— What the task asks —
Please restate exactly what appears in the records below from the first line to the line where "leans on: the" is, that line included.

— Provided information —
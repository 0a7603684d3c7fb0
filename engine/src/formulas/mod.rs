//! Shared pricing formulas
//!
//! One pure function per rate *shape*, shared across the service codes that
//! bill that shape. Every formula validates all of its own preconditions
//! (fixed order, first violation wins) before touching the rate repository,
//! then escalates, applies the weight/volume/distance multipliers, and
//! rounds to a whole cent at the end.

pub mod domestic;
pub mod domestic_sit;
pub mod fuel;
pub mod intl;

pub use domestic_sit::{select_sit_strategy, SitPricingStrategy};
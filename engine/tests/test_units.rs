//! Unit type conversion tests
//!
//! Property coverage for the conversions every formula leans on: the
//! millicent/cent boundary rounds exactly once, hundredweight scaling is
//! linear, and billed cubic feet truncate instead of rounding.

use move_rate_engine::{Cents, CubicFeet, Miles, Millicents, Pound};
use proptest::prelude::*;

#[test]
fn test_millicents_to_cents_rounds_half_away_from_zero() {
    assert_eq!(Millicents(1_499).to_cents(), Cents(1));
    assert_eq!(Millicents(1_500).to_cents(), Cents(2));
    assert_eq!(Millicents(-1_500).to_cents(), Cents(-2));
}

#[test]
fn test_pound_to_cwt() {
    assert_eq!(Pound(500).to_cwt_f64(), 5.0);
    assert_eq!(Pound(4025).to_cwt_f64(), 40.25);
    assert_eq!(Pound(0).to_cwt_f64(), 0.0);
}

#[test]
fn test_cents_display_and_dollars() {
    assert_eq!(Cents(5470).to_string(), "5470");
    assert_eq!(Cents(5470).to_dollar_f64(), 54.70);
    assert_eq!(Cents(-721).to_dollar_f64(), -7.21);
}

#[test]
fn test_cubic_feet_truncates_not_rounds() {
    assert_eq!(CubicFeet(10.005).truncated(), CubicFeet(10.00));
    assert_eq!(CubicFeet(10.009).truncated(), CubicFeet(10.00));
    assert_eq!(CubicFeet(3.999).truncated(), CubicFeet(3.99));
}

#[test]
fn test_miles_ordering() {
    assert!(Miles(50) <= Miles(50));
    assert!(Miles(51) > Miles(50));
}

proptest! {
    #[test]
    fn prop_millicents_to_cents_error_is_at_most_half_a_cent(raw in -1_000_000_000i64..1_000_000_000) {
        let cents = Millicents(raw).to_cents();
        let back = cents.0 * 1000;
        prop_assert!((back - raw).abs() <= 500);
    }

    #[test]
    fn prop_cwt_scaling_is_linear(weight in 0i32..100_000) {
        let cwt = Pound(weight).to_cwt_f64();
        prop_assert_eq!(cwt * 100.0, weight as f64);
    }

    #[test]
    fn prop_truncation_never_increases_volume(volume in 0.0f64..100_000.0) {
        let truncated = CubicFeet(volume).truncated();
        prop_assert!(truncated.f64() <= volume);
        prop_assert!(volume - truncated.f64() < 0.01);
    }

    #[test]
    fn prop_cents_from_f64_of_whole_values_is_identity(cents in -1_000_000i64..1_000_000) {
        prop_assert_eq!(Cents::from_f64(cents as f64), Cents(cents));
    }
}
//! Contract-year resolution, peak-period test, and price escalation
//!
//! Base rates are escalated by the contract year's compounded factor before
//! any weight/volume/distance multipliers are applied. Rounding happens at
//! hundredth-of-a-cent precision around the escalation multiply, and the
//! final total is rounded to a whole cent by the caller — this ordering is
//! what reproduces the negotiated fixture values (146 cents at 1.0407 over
//! 36 CWT must come out to 5470 cents, not 5472).

use crate::config::EngineConfig;
use crate::error::{PricingError, ResultContext};
use crate::models::ContractYear;
use crate::repository::RateRepository;
use chrono::{Datelike, NaiveDate};
use uuid::Uuid;

/// Round to `precision` decimal places, half away from zero
pub fn round_to_precision(value: f64, precision: i32) -> f64 {
    let ratio = 10f64.powi(precision);
    (value * ratio).round() / ratio
}

/// Is the date inside the annual peak window?
///
/// The window is a month/day range, independent of year, inclusive on both
/// ends. Used to select which peak/non-peak rate row applies.
pub fn is_peak_period(date: NaiveDate, config: &EngineConfig) -> bool {
    let md = (date.month(), date.day());
    let start = (config.peak_start.month, config.peak_start.day);
    let end = (config.peak_end.month, config.peak_end.day);
    start <= md && md <= end
}

/// Apply the compounded escalation factor to a base rate in cents
///
/// The base and the product are both rounded to hundredths of a cent; the
/// caller multiplies by CWT/volume/mileage factors afterwards and rounds to
/// a whole cent at the very end.
pub fn escalate_price(base_cents: f64, escalation_compounded: f64) -> f64 {
    let base = round_to_precision(base_cents, 2);
    round_to_precision(base * escalation_compounded, 2)
}

/// Resolve the contract year for a date and escalate a base rate with it
///
/// Fails with a `NotFound` mentioning "contract year" when the date falls
/// outside every window for the contract.
pub fn escalate_price_for_contract_year(
    repo: &dyn RateRepository,
    contract_id: Uuid,
    reference_date: NaiveDate,
    base_cents: f64,
) -> Result<(f64, ContractYear), PricingError> {
    let contract_year = repo
        .fetch_contract_year(contract_id, reference_date)
        .context("could not lookup contract year")?;
    let escalated = escalate_price(base_cents, contract_year.escalation_compounded);
    Ok((escalated, contract_year))
}

#[cfg(test)]
mod tests {
    use super::*;

    fn config() -> EngineConfig {
        EngineConfig::default()
    }

    fn date(y: i32, m: u32, d: u32) -> NaiveDate {
        NaiveDate::from_ymd_opt(y, m, d).unwrap()
    }

    #[test]
    fn test_peak_window_boundaries() {
        let cfg = config();
        assert!(!is_peak_period(date(2020, 5, 14), &cfg));
        assert!(is_peak_period(date(2020, 5, 15), &cfg));
        assert!(is_peak_period(date(2020, 7, 4), &cfg));
        assert!(is_peak_period(date(2020, 9, 30), &cfg));
        assert!(!is_peak_period(date(2020, 10, 1), &cfg));
        assert!(!is_peak_period(date(2020, 12, 25), &cfg));
    }

    #[test]
    fn test_peak_window_is_year_independent() {
        let cfg = config();
        assert_eq!(
            is_peak_period(date(2020, 6, 5), &cfg),
            is_peak_period(date(2037, 6, 5), &cfg)
        );
    }

    #[test]
    fn test_escalation_keeps_sub_cent_precision() {
        // 146 cents * 1.0407 = 151.9422, kept as 151.94 so that the CWT
        // multiply sees the sub-cent part: 151.94 * 36 = 5469.84 -> 5470
        let escalated = escalate_price(146.0, 1.0407);
        assert_eq!(escalated, 151.94);
        assert_eq!((escalated * 36.0).round() as i64, 5470);
    }

    #[test]
    fn test_escalation_identity_factor() {
        assert_eq!(escalate_price(146.0, 1.0), 146.0);
    }

    #[test]
    fn test_round_to_precision() {
        assert_eq!(round_to_precision(151.9422, 2), 151.94);
        assert_eq!(round_to_precision(151.946, 2), 151.95);
        assert_eq!(round_to_precision(-721.2926, 0), -721.0);
    }
}
use crate::error::{Error, Result};
use tracing_subscriber::{fmt, layer::SubscriberExt, EnvFilter};

/// Pick the filter for the console output. `RUST_LOG` always wins, the
/// debug flag only changes the fallback level.
///
/// * `debug`: raise the default verbosity from `info` to `debug`.
pub fn default_filter(debug: bool) -> EnvFilter {
    EnvFilter::try_from_default_env().unwrap_or_else(|_| {
        if debug {
            EnvFilter::new("debug")
        } else {
            EnvFilter::new("info")
        }
    })
}

/// Install the global tracing subscriber for a binary. Diagnostics for
/// each configuration step and the timing of downloads go to the console.
///
/// * `debug`: whether the run was started with the debug flag.
pub fn init(debug: bool) -> Result<()> {
    let console_layer = fmt::layer()
        .with_ansi(!cfg!(windows))
        .with_target(false);

    let collector = tracing_subscriber::registry()
        .with(console_layer)
        .with(default_filter(debug));
    tracing::subscriber::set_global_default(collector).map_err(|e| Error::Logging(e.to_string()))?;

    if let Ok(var) = std::env::var("RUST_LOG") {
        tracing::debug!("Logging initiated to console with RUST_LOG=\"{var}\".");
    } else {
        tracing::debug!("Logging initiated to console.");
    }
    Ok(())
}

#[cfg(test)]
mod tests {
    use super::*;
    use serial_test::serial;

    #[test]
    #[serial]
    fn test_debug_flag_sets_fallback_level() {
        std::env::remove_var("RUST_LOG");
        assert_eq!(default_filter(true).to_string(), "debug");
        assert_eq!(default_filter(false).to_string(), "info");
    }

    #[test]
    #[serial]
    fn test_rust_log_overrides_debug_flag() {
        std::env::set_var("RUST_LOG", "warn");
        let filter = default_filter(true);
        std::env::remove_var("RUST_LOG");
        assert_eq!(filter.to_string(), "warn");
    }
}
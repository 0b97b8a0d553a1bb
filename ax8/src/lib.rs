/**
Client for the resource interface of the FLIR AX8 thermal camera. The camera
exposes its whole configuration as a tree of dot delimited resources behind a
small web server; everything here is built from reading and writing those
resources and fetching the files the camera renders.
The layout follows the usual split: devices talk to hardware, components
combine device calls into behaviour, messages describe what a caller wants.
*/

/// Components in the system are created by grouping together
/// device calls into a logical unit that performs some function.
pub mod components;
/// Configuration files for the camera and its schedule.
pub mod config;
/// Devices that are an atomic unit, and can be composed
/// with other devices into components to perform some function.
pub mod devices;
/// Errors shared by every part of the crate.
pub mod error;
/// Subscriber setup for the binaries.
pub mod logging;
/// Requests that describe what a caller wants from the camera.
pub mod messages;
/// Clock abstraction, thermal image decoding and test helpers.
pub mod utils;

pub use error::{Error, Result};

— Written answer —
repository 0a7603684d3c7fb0
filename engine/src/formulas/mod.rs
//! Shared pricing formulas
//!
//! One pure function per rate *shape*, shared across the service codes that
//! bill that shape. Every formula validates all of its own preconditions
//! (fixed order, first violation wins) before touching the rate repository,
//! then escalates, applies the weight/volume/distance multipliers, and
//! rounds to a whole cent at the end.

pub mod domestic;
pub mod domestic_sit;
pub mod fuel;
pub mod intl;

pub use domestic_sit::{select_sit_strategy, SitPricingStrategy};
filename engine/tests/test_units.rs
//! Unit type conversion tests
//!
//! Property coverage for the conversions every formula leans on: the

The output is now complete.